*** Opening Listed records ***
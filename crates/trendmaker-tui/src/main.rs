use std::fs::{self, OpenOptions};
use std::path::{Path, PathBuf};
use std::sync::{Arc, Mutex};

use anyhow::Result;
use clap::{Parser, Subcommand};
use colored::*;
use tracing::info;
use tracing_subscriber::EnvFilter;
use trendmaker_core::{AskClient, ChatView, Config, Message, Sender};

mod app;
mod handler;
mod tui;
mod ui;

use app::App;
use tui::{EventHandler, Tui};

#[derive(Parser)]
#[command(name = "trendmaker", version)]
#[command(about = "Chat with the TrendMaker marketing strategy assistant")]
struct Cli {
    /// Base URL of the ask service (overrides the config file)
    #[arg(short, long, global = true)]
    endpoint: Option<String>,

    /// Increase log verbosity (-v enables debug logs for trendmaker)
    #[arg(short, long, action = clap::ArgAction::Count, global = true)]
    verbose: u8,

    /// Where the interactive UI writes its log
    #[arg(long, global = true)]
    log_file: Option<PathBuf>,

    #[command(subcommand)]
    command: Option<Commands>,
}

#[derive(Subcommand)]
enum Commands {
    /// Send a single message and print the reply
    Ask {
        /// Your question
        message: String,
    },
    /// Show the effective configuration
    Config,
}

#[tokio::main]
async fn main() -> Result<()> {
    let cli = Cli::parse();

    // The interactive UI owns the terminal, so its logs go to a file
    let log_target = match cli.command {
        None => Some(match &cli.log_file {
            Some(path) => path.clone(),
            None => default_log_path()?,
        }),
        Some(_) => cli.log_file.clone(),
    };
    init_logging(cli.verbose, log_target.as_deref())?;

    let config_path = Config::config_path().ok();
    let mut config = match &config_path {
        Some(path) => Config::load_from(path)?,
        None => Config::new(),
    };
    if let Some(endpoint) = cli.endpoint {
        config.endpoint = endpoint;
    }
    info!(endpoint = %config.endpoint, "configuration loaded");

    match cli.command {
        None => run_tui(config, config_path).await?,
        Some(Commands::Ask { message }) => ask_once(&config.endpoint, &message).await,
        Some(Commands::Config) => show_config(&config, config_path.as_deref()),
    }

    Ok(())
}

fn default_log_path() -> Result<PathBuf> {
    let dir = dirs::cache_dir()
        .ok_or_else(|| anyhow::anyhow!("Could not determine cache directory"))?;
    Ok(dir.join("trendmaker").join("trendmaker.log"))
}

fn init_logging(verbose: u8, log_file: Option<&Path>) -> Result<()> {
    let mut env_filter = EnvFilter::from_default_env().add_directive(tracing::Level::WARN.into());

    if verbose > 0 {
        for directive in ["trendmaker=debug", "trendmaker_core=debug"] {
            if let Ok(parsed) = directive.parse() {
                env_filter = env_filter.add_directive(parsed);
            }
        }
    }

    match log_file {
        Some(path) => {
            if let Some(parent) = path.parent() {
                fs::create_dir_all(parent)?;
            }
            let file = OpenOptions::new().create(true).append(true).open(path)?;
            tracing_subscriber::fmt()
                .with_env_filter(env_filter)
                .with_ansi(false)
                .with_writer(Mutex::new(file))
                .init();
        }
        None => {
            tracing_subscriber::fmt()
                .with_env_filter(env_filter)
                .with_writer(std::io::stderr)
                .init();
        }
    }

    Ok(())
}

async fn run_tui(config: Config, config_path: Option<PathBuf>) -> Result<()> {
    tui::install_panic_hook();
    let mut terminal = tui::init()?;
    let mut events = EventHandler::new();

    let backend = Arc::new(AskClient::new(&config.endpoint));
    let mut app = App::new(config, config_path, backend, events.sender());

    let result = run_loop(&mut terminal, &mut app, &mut events).await;
    tui::restore()?;
    result
}

async fn run_loop(terminal: &mut Tui, app: &mut App, events: &mut EventHandler) -> Result<()> {
    while !app.should_quit {
        terminal.draw(|frame| ui::render(app, frame))?;

        match events.next().await {
            Some(event) => handler::handle_event(app, event),
            None => break,
        }
    }
    Ok(())
}

async fn ask_once(endpoint: &str, message: &str) {
    let client = AskClient::new(endpoint);
    let mut view = ChatView::new();
    view.set_input(message);

    if view.send(&client).await.is_none() {
        println!("{}", "Nothing to send: the message is empty".yellow());
        return;
    }

    for msg in view.log() {
        print_message(msg);
    }
}

fn print_message(msg: &Message) {
    match msg.sender() {
        Sender::User => println!("{} {}", "You:".bold().cyan(), msg.text()),
        Sender::Agent => println!("{} {}", "Agent:".bold().yellow(), msg.text()),
    }
}

fn show_config(config: &Config, path: Option<&Path>) {
    println!("\n{}", "⚙️  TrendMaker Configuration".bold().blue());
    println!("{}", "=".repeat(30).dimmed());

    let path_text = path
        .map(|p| p.display().to_string())
        .unwrap_or_else(|| "(no config directory)".to_string());
    println!("{:<12} {}", "File:".bold(), path_text.dimmed());
    println!("{:<12} {}", "Endpoint:".bold(), config.endpoint.green());
    println!("{:<12} {}", "Theme:".bold(), config.theme.as_str());
    println!("{:<12} {}%", "Dashboard:".bold(), config.dashboard_percent);
}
*** Closing Listed records ***
◆ The problem:
Your task is to restate, word for word, the lines from the beginning of the records to the line with "use tracing::info;", inclusive.

◆ Solved exercise:
filename crates/trendmaker-tui/src/main.rs
use std::fs::{self, OpenOptions};
use std::path::{Path, PathBuf};
use std::sync::{Arc, Mutex};

use anyhow::Result;
use clap::{Parser, Subcommand};
use colored::*;
use tracing::info;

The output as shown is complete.